3) the centrum of cervical 3 is longer than the axis centrum. Again, this is so common.
4) the presence of a thickened process on the proximal portion of the pubic apron. as above, quite common.
5) the bone wall thickness to the shaft diameter of the femur at the midshaft >0.2 but <0.3. I can’t comment on bone wall thickness to shaft diameter of the femur on a specimen crushed to two dimensions.
Nesbitt (2011) reported Qianosuchus was the basalmost poposaurid, but also wrote, “Much of the morphology of the skeleton of Qianosuchus resembles that of Ticinosuchus because it has short pelvic elements and at least four osteoderms per presacral vertebra.” The large reptile tree nested these two together.
Nesbitt (2011) reported, “Qianosuchus shares the following important character states with other poposauroids:
1) anterodorsal process (= nasal process) of the nasal greater than the anteroposterior length of the premaxilla; While true of Qianosuchus, this has not been established in any other poposauroid but Effigia, which is otherwise distinctly different. It is more similar to that found in certain choristoderes and chanaresuchids.
2) posterodorsal process (= maxillary process, = subnarial process) of the premaxilla restricted to the ventral border of the external naris; This trait is common and plesiomorphic for reptiles.
3) anterodorsal margin of the maxilla borders the external naris; this trait is NOT found in Diandongosuchus and its pararchosauriform kin.
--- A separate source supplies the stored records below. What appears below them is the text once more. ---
use std::fmt::{Display, Formatter};

use crate::error::{invalid_argument, DbResult};
use crate::model::ResourcePath;

/// Validated path of a single document.
#[derive(Clone, Debug, PartialEq, Eq, Hash, PartialOrd, Ord)]
pub struct DocumentKey {
    path: ResourcePath,
}

impl DocumentKey {
    pub fn from_path(path: ResourcePath) -> DbResult<Self> {
        if !path.is_document() {
            return Err(invalid_argument(format!(
                "'{path}' is not a document path (expected an even number of segments)"
            )));
        }
        if let Some(id) = path.last_segment() {
            validate_document_id(id)?;
        }
        Ok(Self { path })
    }

    pub fn parse(path: &str) -> DbResult<Self> {
        Self::from_path(ResourcePath::parse(path)?)
    }

    pub fn path(&self) -> &ResourcePath {
        &self.path
    }

    pub fn collection_path(&self) -> ResourcePath {
        self.path.parent().unwrap_or_else(ResourcePath::root)
    }

    pub fn id(&self) -> &str {
        self.path.last_segment().unwrap_or_default()
    }
}

impl Display for DocumentKey {
    fn fmt(&self, f: &mut Formatter<'_>) -> std::fmt::Result {
        write!(f, "{}", self.path)
    }
}

/// Rejects ids the backend refuses: empty, containing `/`, `.`/`..`, or `__x__`.
pub fn validate_document_id(id: &str) -> DbResult<()> {
    if id.is_empty() {
        return Err(invalid_argument("Document ID cannot be empty"));
    }
    if id.contains('/') {
        return Err(invalid_argument(format!(
            "Document ID '{id}' cannot contain '/'"
        )));
    }
    if id == "." || id == ".." {
        return Err(invalid_argument(format!(
            "Document ID '{id}' is reserved"
        )));
    }
    if id.len() > 4 && id.starts_with("__") && id.ends_with("__") {
        return Err(invalid_argument(format!(
            "Document ID '{id}' matches the reserved __.*__ pattern"
        )));
    }
    Ok(())
}

#[cfg(test)]
mod tests {
    use super::*;

    #[test]
    fn rejects_collection_paths() {
        let err = DocumentKey::parse("users").unwrap_err();
        assert_eq!(err.code_str(), "firestore/invalid-argument");
    }

    #[test]
    fn exposes_id_and_collection() {
        let key = DocumentKey::parse("users/42/posts/p1").unwrap();
        assert_eq!(key.id(), "p1");
        assert_eq!(key.collection_path().canonical_string(), "users/42/posts");
    }

    #[test]
    fn rejects_reserved_ids() {
        assert!(validate_document_id("__name__").is_err());
        assert!(validate_document_id("..").is_err());
        assert!(validate_document_id("__").is_ok());
    }
}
So why was it included?
4) concave anterodorsal margin at the base of the dorsal process of the maxilla; Due to the rostral, narial and antorbital fenestra proportions in Diandongosuchus, the dorsal process near the antorbital fenestra is quite far removed from the anterior portion of the maxilla, so this trait is essentially not the same as in the Qianosuchus and Effigia in which these elements are closer together.
5) foramina for entrance of cerebral branches of internal carotid artery into the braincase positioned on the ventral surface; Sorry I don’t do foramina. Too tiny and obscure.
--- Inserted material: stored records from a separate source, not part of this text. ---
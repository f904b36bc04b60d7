use std::fmt::{Display, Formatter};

use crate::error::{invalid_argument, DbResult};

/// Path to a (possibly nested) field inside a document.
#[derive(Clone, Debug, PartialEq, Eq, Hash, PartialOrd, Ord)]
pub struct FieldPath {
    segments: Vec<String>,
}

const DOCUMENT_ID_FIELD: &str = "__name__";

impl FieldPath {
    pub fn new<S, I>(segments: I) -> DbResult<Self>
    where
        S: Into<String>,
        I: IntoIterator<Item = S>,
    {
        let segments: Vec<String> = segments.into_iter().map(Into::into).collect();
        if segments.is_empty() {
            return Err(invalid_argument("Field path must contain at least one segment"));
        }
        if segments.iter().any(String::is_empty) {
            return Err(invalid_argument("Field path segments cannot be empty"));
        }
        Ok(Self { segments })
    }

    pub fn from_dot_separated(path: &str) -> DbResult<Self> {
        if path.trim().is_empty() {
            return Err(invalid_argument("Field path string cannot be empty"));
        }
        FieldPath::new(path.split('.'))
    }

    /// Special path addressing the document id in queries.
    pub fn document_id() -> Self {
        Self {
            segments: vec![DOCUMENT_ID_FIELD.to_string()],
        }
    }

    pub fn is_document_id(&self) -> bool {
        self.segments.len() == 1 && self.segments[0] == DOCUMENT_ID_FIELD
    }

    pub fn segments(&self) -> &[String] {
        &self.segments
    }

    pub fn child(&self, segment: impl Into<String>) -> Self {
        let mut segments = self.segments.clone();
        segments.push(segment.into());
        Self { segments }
    }

    /// Wire form: segments that are not simple identifiers are backquoted.
    pub fn canonical_string(&self) -> String {
        self.segments
            .iter()
            .map(|segment| {
                if is_simple_segment(segment) {
                    segment.clone()
                } else {
                    format!("`{}`", segment.replace('\\', "\\\\").replace('`', "\\`"))
                }
            })
            .collect::<Vec<_>>()
            .join(".")
    }

    pub fn is_prefix_of(&self, other: &FieldPath) -> bool {
        self.segments.len() <= other.segments.len()
            && self
                .segments
                .iter()
                .zip(other.segments.iter())
                .all(|(l, r)| l == r)
    }
}

fn is_simple_segment(segment: &str) -> bool {
    let mut chars = segment.chars();
    match chars.next() {
        Some(c) if c.is_ascii_alphabetic() || c == '_' => {}
        _ => return false,
    }
    chars.all(|c| c.is_ascii_alphanumeric() || c == '_')
}

impl Display for FieldPath {
    fn fmt(&self, f: &mut Formatter<'_>) -> std::fmt::Result {
        write!(f, "{}", self.canonical_string())
    }
}

/// Converts common user inputs into a validated [`FieldPath`].
pub trait IntoFieldPath {
    fn into_field_path(self) -> DbResult<FieldPath>;
}

impl IntoFieldPath for FieldPath {
    fn into_field_path(self) -> DbResult<FieldPath> {
        Ok(self)
    }
}

impl IntoFieldPath for &FieldPath {
    fn into_field_path(self) -> DbResult<FieldPath> {
        Ok(self.clone())
    }
}

impl IntoFieldPath for &str {
    fn into_field_path(self) -> DbResult<FieldPath> {
        FieldPath::from_dot_separated(self)
    }
}

impl IntoFieldPath for String {
    fn into_field_path(self) -> DbResult<FieldPath> {
        FieldPath::from_dot_separated(&self)
    }
}

impl<const N: usize> IntoFieldPath for [&str; N] {
    fn into_field_path(self) -> DbResult<FieldPath> {
        FieldPath::new(self)
    }
}

impl IntoFieldPath for Vec<String> {
    fn into_field_path(self) -> DbResult<FieldPath> {
        FieldPath::new(self)
    }
}

#[cfg(test)]
mod tests {
    use super::*;

    #[test]
    fn quotes_non_identifier_segments() {
        let path = FieldPath::new(["stats", "first-name"]).unwrap();
        assert_eq!(path.canonical_string(), "stats.`first-name`");
    }

    #[test]
    fn arrays_convert_segment_by_segment() {
        let path = ["address", "city.name"].into_field_path().unwrap();
        assert_eq!(path.segments().len(), 2);
    }

    #[test]
    fn rejects_empty() {
        let err = FieldPath::from_dot_separated("").unwrap_err();
        assert_eq!(err.code_str(), "firestore/invalid-argument");
        assert!(FieldPath::from_dot_separated("a..b").is_err());
    }
}
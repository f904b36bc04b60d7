mod common;

use std::sync::atomic::{AtomicUsize, Ordering};

use serde::{Deserialize, Serialize};
use typed_firestore::{
    collection, get, set, transaction, DbError, DbErrorCode, DbResult, Ref, TransactionRead,
    TransactionWrite, UpdateData,
};

#[derive(Clone, Debug, PartialEq, Serialize, Deserialize)]
struct Counter {
    count: i64,
    #[serde(skip_serializing_if = "Option::is_none")]
    optional: Option<bool>,
}

fn counter(count: i64) -> Counter {
    Counter {
        count,
        optional: None,
    }
}

async fn read_count(tx: TransactionRead, counter: &Ref<Counter>) -> DbResult<i64> {
    let doc = tx.get(counter).await?;
    Ok(doc.map(|doc| doc.data.count).unwrap_or_default())
}

/// Increments the counter, yielding between the read and the write so that
/// concurrent callers interleave. `reads` counts read phase runs.
async fn plus_one(reference: &Ref<Counter>, use_update: bool, reads: &AtomicUsize) -> DbResult<i64> {
    transaction(
        |tx| async move {
            reads.fetch_add(1, Ordering::SeqCst);
            let count = read_count(tx, reference).await?;
            tokio::task::yield_now().await;
            Ok::<i64, DbError>(count)
        },
        |tx: TransactionWrite<i64>| async move {
            let next = tx.data + 1;
            if use_update {
                tx.update(reference, UpdateData::new().field("count", next)?)?;
            } else {
                tx.set(reference, &counter(next))?;
            }
            Ok::<i64, DbError>(next)
        },
    )
    .await
}

async fn new_counter(start: Counter) -> Ref<Counter> {
    let reference = collection::<Counter>("counters").unwrap().new_ref().unwrap();
    set(&reference, &start).await.unwrap();
    reference
}

#[tokio::test]
async fn concurrent_transactions_all_apply() {
    common::setup();
    let reference = new_counter(counter(0)).await;
    let reads = AtomicUsize::new(0);

    let (a, b, c) = tokio::join!(
        plus_one(&reference, false, &reads),
        plus_one(&reference, true, &reads),
        plus_one(&reference, false, &reads),
    );
    let mut results = vec![a.unwrap(), b.unwrap(), c.unwrap()];
    results.sort_unstable();
    assert_eq!(results, vec![1, 2, 3]);

    // Conflicting commits replay their read phase.
    assert!(reads.load(Ordering::SeqCst) > 3);

    let doc = get(&reference).await.unwrap().unwrap();
    assert_eq!(doc.data.count, 3);
}

#[tokio::test]
async fn write_phase_can_upset() {
    common::setup();
    let reference = new_counter(Counter {
        count: 0,
        optional: Some(true),
    })
    .await;

    #[derive(Serialize)]
    struct CountOnly {
        count: i64,
    }
    transaction(
        |tx| read_count(tx, &reference),
        |tx: TransactionWrite<i64>| {
            let reference = reference.cast::<CountOnly>();
            async move { tx.upset(&reference, &CountOnly { count: tx.data + 1 }) }
        },
    )
    .await
    .unwrap();

    let doc = get(&reference).await.unwrap().unwrap();
    assert_eq!(doc.data.count, 1);
    assert_eq!(doc.data.optional, Some(true));
}

#[tokio::test]
async fn write_phase_can_remove() {
    common::setup();
    let reference = new_counter(counter(5)).await;

    let removed = transaction(
        |tx| read_count(tx, &reference),
        |tx: TransactionWrite<i64>| {
            let reference = reference.clone();
            async move {
                tx.remove(&reference)?;
                Ok::<i64, DbError>(tx.data)
            }
        },
    )
    .await
    .unwrap();

    assert_eq!(removed, 5);
    assert!(get(&reference).await.unwrap().is_none());
}

#[tokio::test]
async fn read_phase_errors_abort_the_transaction() {
    common::setup();
    let reference = new_counter(counter(1)).await;

    let err = transaction(
        |_tx: TransactionRead| async { Err::<i64, _>(DbError::new(DbErrorCode::FailedPrecondition, "nope")) },
        |tx: TransactionWrite<i64>| {
            let reference = reference.clone();
            async move { tx.set(&reference, &counter(100)) }
        },
    )
    .await
    .unwrap_err();

    assert_eq!(err.code, DbErrorCode::FailedPrecondition);
    assert_eq!(get(&reference).await.unwrap().unwrap().data.count, 1);
}
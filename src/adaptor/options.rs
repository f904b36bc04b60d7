use std::env;

use serde_json::{Map, Value};

use crate::adaptor::environment::{default_app_config_json, default_emulator_host};
use crate::error::{missing_project_id, DbResult};
use crate::model::{DatabaseId, DEFAULT_DATABASE};

/// Connection settings for the environment-selected adaptors.
#[derive(Clone, Debug, PartialEq, Eq)]
pub struct AdaptorOptions {
    pub project_id: String,
    pub database: String,
    pub api_key: Option<String>,
    pub emulator_host: Option<String>,
}

impl AdaptorOptions {
    pub fn new(project_id: impl Into<String>) -> Self {
        Self {
            project_id: project_id.into(),
            database: DEFAULT_DATABASE.to_string(),
            api_key: None,
            emulator_host: None,
        }
    }

    pub fn with_database(mut self, database: impl Into<String>) -> Self {
        self.database = database.into();
        self
    }

    pub fn with_api_key(mut self, api_key: impl Into<String>) -> Self {
        self.api_key = Some(api_key.into());
        self
    }

    pub fn with_emulator_host(mut self, host: impl Into<String>) -> Self {
        self.emulator_host = Some(host.into());
        self
    }

    /// Reads the options from the process environment.
    ///
    /// The project comes from the app config (`__FIREBASE_DEFAULTS__` or
    /// `FIREBASE_CONFIG`), then `GCLOUD_PROJECT`, then
    /// `GOOGLE_CLOUD_PROJECT`. `FIRESTORE_EMULATOR_HOST` wins over the
    /// emulator host from the defaults.
    pub fn from_env() -> DbResult<Self> {
        Self::resolve(
            default_app_config_json(),
            default_emulator_host(),
            |name| env::var(name).ok(),
        )
    }

    fn resolve(
        config: Option<Map<String, Value>>,
        default_emulator: Option<String>,
        lookup: impl Fn(&str) -> Option<String>,
    ) -> DbResult<Self> {
        let config = config.unwrap_or_default();
        let text = |key: &str| {
            config
                .get(key)
                .and_then(Value::as_str)
                .filter(|value| !value.is_empty())
                .map(str::to_string)
        };

        let project_id = text("projectId")
            .or_else(|| lookup("GCLOUD_PROJECT"))
            .or_else(|| lookup("GOOGLE_CLOUD_PROJECT"))
            .filter(|project| !project.is_empty())
            .ok_or_else(missing_project_id)?;

        Ok(Self {
            project_id,
            database: text("databaseId").unwrap_or_else(|| DEFAULT_DATABASE.to_string()),
            api_key: text("apiKey"),
            emulator_host: lookup("FIRESTORE_EMULATOR_HOST")
                .filter(|host| !host.is_empty())
                .or(default_emulator),
        })
    }

    pub fn database_id(&self) -> DatabaseId {
        DatabaseId::new(self.project_id.clone(), self.database.clone())
    }
}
6) cervical ribs slender and elongated; They are short and leaf-shaped in Diandongosuchus, so quite different.
7) distal expansion of neural spines of the dorsal vertebrae absent; this is a common and plesiomorphic character.
8) sacral rib of primordial sacral one articulates with the anteriorly directed process of the ilium; with the femur in place, there is no way to determine whether or not Diandongosuchus had an anterior process of the ilium. Likely it does considering its phylogenetic position with our without it.
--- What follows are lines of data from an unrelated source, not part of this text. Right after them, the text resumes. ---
mod database_id;
mod document_key;
mod field_path;
mod geo_point;
mod resource_path;
mod timestamp;

pub use database_id::{DatabaseId, DEFAULT_DATABASE};
pub use document_key::{validate_document_id, DocumentKey};
pub use field_path::{FieldPath, IntoFieldPath};
pub use geo_point::GeoPoint;
pub use resource_path::ResourcePath;
pub use timestamp::Timestamp;
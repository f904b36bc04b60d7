//! Runtime environment detection and default configuration lookup.

use std::env;
use std::fs;
use std::path::Path;

use serde_json::{Map, Value};

/// Returns the parsed `__FIREBASE_DEFAULTS__` object when available.
pub(crate) fn firebase_defaults() -> Option<Value> {
    defaults_from_env().or_else(defaults_from_path)
}

fn defaults_from_env() -> Option<Value> {
    let raw = env::var("__FIREBASE_DEFAULTS__").ok()?;
    serde_json::from_str(&raw).ok()
}

fn defaults_from_path() -> Option<Value> {
    let path = env::var("__FIREBASE_DEFAULTS_PATH").ok()?;
    let content = fs::read_to_string(path).ok()?;
    serde_json::from_str(&content).ok()
}

/// Accepts inline JSON, a path to a JSON file, or `key=value,key=value`.
pub(crate) fn parse_config_source(raw: &str) -> Option<Value> {
    if let Ok(json) = serde_json::from_str::<Value>(raw) {
        if json.is_object() {
            return Some(json);
        }
    }

    if let Some(path) = treat_as_path(raw) {
        if let Ok(contents) = fs::read_to_string(path) {
            if let Ok(json) = serde_json::from_str::<Value>(&contents) {
                if json.is_object() {
                    return Some(json);
                }
            }
        }
    }

    parse_key_value_config(raw)
}

fn treat_as_path(raw: &str) -> Option<&str> {
    if raw.contains('=') {
        return None;
    }
    let trimmed = raw.trim();
    Path::new(trimmed).exists().then_some(trimmed)
}

fn parse_key_value_config(raw: &str) -> Option<Value> {
    let mut map = Map::new();
    for entry in raw.split(',') {
        let Some((key, value)) = entry.split_once('=') else {
            continue;
        };
        let (key, value) = (key.trim(), value.trim());
        if key.is_empty() || value.is_empty() {
            continue;
        }
        map.insert(key.to_string(), Value::String(value.to_string()));
    }
    (!map.is_empty()).then_some(Value::Object(map))
}

/// The app configuration (`projectId`, `apiKey`, ...) from
/// `__FIREBASE_DEFAULTS__` or `FIREBASE_CONFIG`.
pub(crate) fn default_app_config_json() -> Option<Map<String, Value>> {
    if let Some(defaults) = firebase_defaults() {
        if let Some(config) = defaults.get("config").and_then(Value::as_object) {
            return Some(config.clone());
        }
    }

    let raw = env::var("FIREBASE_CONFIG").ok()?;
    parse_config_source(&raw)?.as_object().cloned()
}

/// `emulatorHosts.firestore` from `__FIREBASE_DEFAULTS__`.
pub(crate) fn default_emulator_host() -> Option<String> {
    firebase_defaults()?
        .get("emulatorHosts")?
        .get("firestore")?
        .as_str()
        .map(str::to_string)
}

fn force_environment() -> Option<String> {
    firebase_defaults()
        .and_then(|defaults| defaults.get("forceEnvironment").cloned())
        .or_else(|| env::var("FIREBASE_ENV_FORCE").ok().map(Value::String))
        .and_then(|value| match value {
            Value::String(text) => Some(text.to_lowercase()),
            _ => None,
        })
}

/// Returns `true` if the process should use the end-user (browser) client.
///
/// Native processes are servers unless `FIREBASE_ENV_FORCE` or the
/// `forceEnvironment` default says `browser`.
pub fn is_browser() -> bool {
    force_environment().as_deref() == Some("browser")
}

#[cfg(test)]
mod tests {
    use super::*;

    #[test]
    fn parses_key_value_configs() {
        let value = parse_key_value_config("apiKey=foo, projectId=my-proj,broken").unwrap();
        let map = value.as_object().unwrap();
        assert_eq!(map.get("apiKey").unwrap().as_str(), Some("foo"));
        assert_eq!(map.get("projectId").unwrap().as_str(), Some("my-proj"));
        assert_eq!(map.len(), 2);
    }

    #[test]
    fn parse_config_source_accepts_files_and_json() {
        let json = parse_config_source("{\"apiKey\":\"foo\"}").unwrap();
        assert_eq!(json["apiKey"], "foo");

        let mut path = std::env::temp_dir();
        path.push(format!(
            "typed_firestore_config_{}.json",
            std::time::SystemTime::now()
                .duration_since(std::time::UNIX_EPOCH)
                .unwrap()
                .as_nanos()
        ));
        fs::write(&path, "{\"projectId\":\"demo\"}").unwrap();
        let path_str = path.to_string_lossy().to_string();
        let file_json = parse_config_source(&path_str).unwrap();
        assert_eq!(file_json["projectId"], "demo");
        let _ = fs::remove_file(path);
    }

    #[test]
    fn rejects_sources_without_entries() {
        assert!(parse_config_source("[1, 2]").is_none());
        assert!(parse_config_source("").is_none());
    }
}
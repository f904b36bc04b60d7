use std::sync::Arc;

use typed_firestore::adaptor::{inject_adaptor, is_browser, Adaptor, AdaptorKind, InMemoryDatastore};
use typed_firestore::model::DatabaseId;
use typed_firestore::DbErrorCode;

// The only test in this binary: it forces the browser environment for the
// whole process.
#[test]
fn injecting_in_the_browser_environment_fails() {
    std::env::set_var("FIREBASE_ENV_FORCE", "browser");
    assert!(is_browser());

    let err = inject_adaptor(Adaptor::new(
        AdaptorKind::Testing,
        DatabaseId::default_database("demo"),
        Arc::new(InMemoryDatastore::new()),
    ))
    .unwrap_err();
    assert_eq!(err.code, DbErrorCode::FailedPrecondition);
    assert_eq!(
        err.message(),
        "Injecting adaptor is not supported in the browser environment"
    );
}
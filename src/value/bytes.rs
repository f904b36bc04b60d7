use base64::engine::general_purpose::STANDARD;
use base64::Engine as _;
use serde::de::{self, Visitor};
use serde::{Deserialize, Deserializer, Serialize, Serializer};

/// Opaque binary blob stored as a native bytes value.
#[derive(Clone, Debug, Default, PartialEq, Eq, Hash)]
pub struct Bytes(Vec<u8>);

impl Bytes {
    pub fn new(bytes: Vec<u8>) -> Self {
        Self(bytes)
    }

    pub fn from_base64(value: &str) -> Result<Self, base64::DecodeError> {
        STANDARD.decode(value).map(Self)
    }

    pub fn to_base64(&self) -> String {
        STANDARD.encode(&self.0)
    }

    pub fn as_slice(&self) -> &[u8] {
        &self.0
    }

    pub fn into_vec(self) -> Vec<u8> {
        self.0
    }
}

impl From<Vec<u8>> for Bytes {
    fn from(value: Vec<u8>) -> Self {
        Self::new(value)
    }
}

impl From<&[u8]> for Bytes {
    fn from(value: &[u8]) -> Self {
        Self::new(value.to_vec())
    }
}

impl Serialize for Bytes {
    fn serialize<S: Serializer>(&self, serializer: S) -> Result<S::Ok, S::Error> {
        serializer.serialize_bytes(&self.0)
    }
}

impl<'de> Deserialize<'de> for Bytes {
    fn deserialize<D: Deserializer<'de>>(deserializer: D) -> Result<Self, D::Error> {
        struct BytesVisitor;

        impl<'de> Visitor<'de> for BytesVisitor {
            type Value = Bytes;

            fn expecting(&self, f: &mut std::fmt::Formatter) -> std::fmt::Result {
                f.write_str("bytes")
            }

            fn visit_bytes<E: de::Error>(self, v: &[u8]) -> Result<Bytes, E> {
                Ok(Bytes::from(v))
            }

            fn visit_byte_buf<E: de::Error>(self, v: Vec<u8>) -> Result<Bytes, E> {
                Ok(Bytes::new(v))
            }

            fn visit_seq<A: de::SeqAccess<'de>>(self, mut seq: A) -> Result<Bytes, A::Error> {
                let mut out = Vec::new();
                while let Some(byte) = seq.next_element::<u8>()? {
                    out.push(byte);
                }
                Ok(Bytes::new(out))
            }
        }

        deserializer.deserialize_byte_buf(BytesVisitor)
    }
}

#[cfg(test)]
mod tests {
    use super::*;

    #[test]
    fn base64_text() {
        let bytes = Bytes::new(vec![1, 2, 3, 4]);
        assert_eq!(bytes.to_base64(), "AQIDBA==");
        assert_eq!(Bytes::from_base64("AQIDBA==").unwrap(), bytes);
    }
}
(9) Insertion of a sacral vertebra between the first primordial sacral vertebra; Li et al. (2012) count only two sacrals in Diandongosuchus, but the third anterior one is narrow and unidentified in Li et al. (2012, fig. 6) just above the broken left ilium, close to the label “fsr1+2”.
(10) Concave ventral margin of the acetabulum of the ilium; not present in Diandongosuchus.
(11) Thickened process on the proximal portion of the pubic apron. Plesiomorophic in all post Thadeosaurus taxa.
(12) Distal end of the fibula rounded or flat (symmetrical). Again fairly common trait.
You’ll remember my two main problems with the Nesbitt (2011) study were a lack of dichotomy in many characters (i.e. IS vs IS NOT) and a reliance on characters that were difficult to view and judge, especially in crushed specimens.
In a few days I’ll post the synapomorphies of Diandongosuchus and parasuchians according to the large reptile tree.
As always, I encourage readers to see specimens, make observations and come to your own conclusions. Test. Test. And test again.
Evidence and support in the form of nexus, pdf and jpeg files will be sent to all who request additional data.
Li C, Wu X-C, Zhao L-J, Sato T and Wang LT 2012. A new archosaur (Diapsida, Archosauriformes) from the marine Triassic of China, Journal of Vertebrate Paleontology, 32:5, 1064-1081.
Nesbitt SJ 2011. The early evolution of archosaurs: relationships and the origin of major clades. Bulletin of the American Museum of Natural History 352: 292 pp.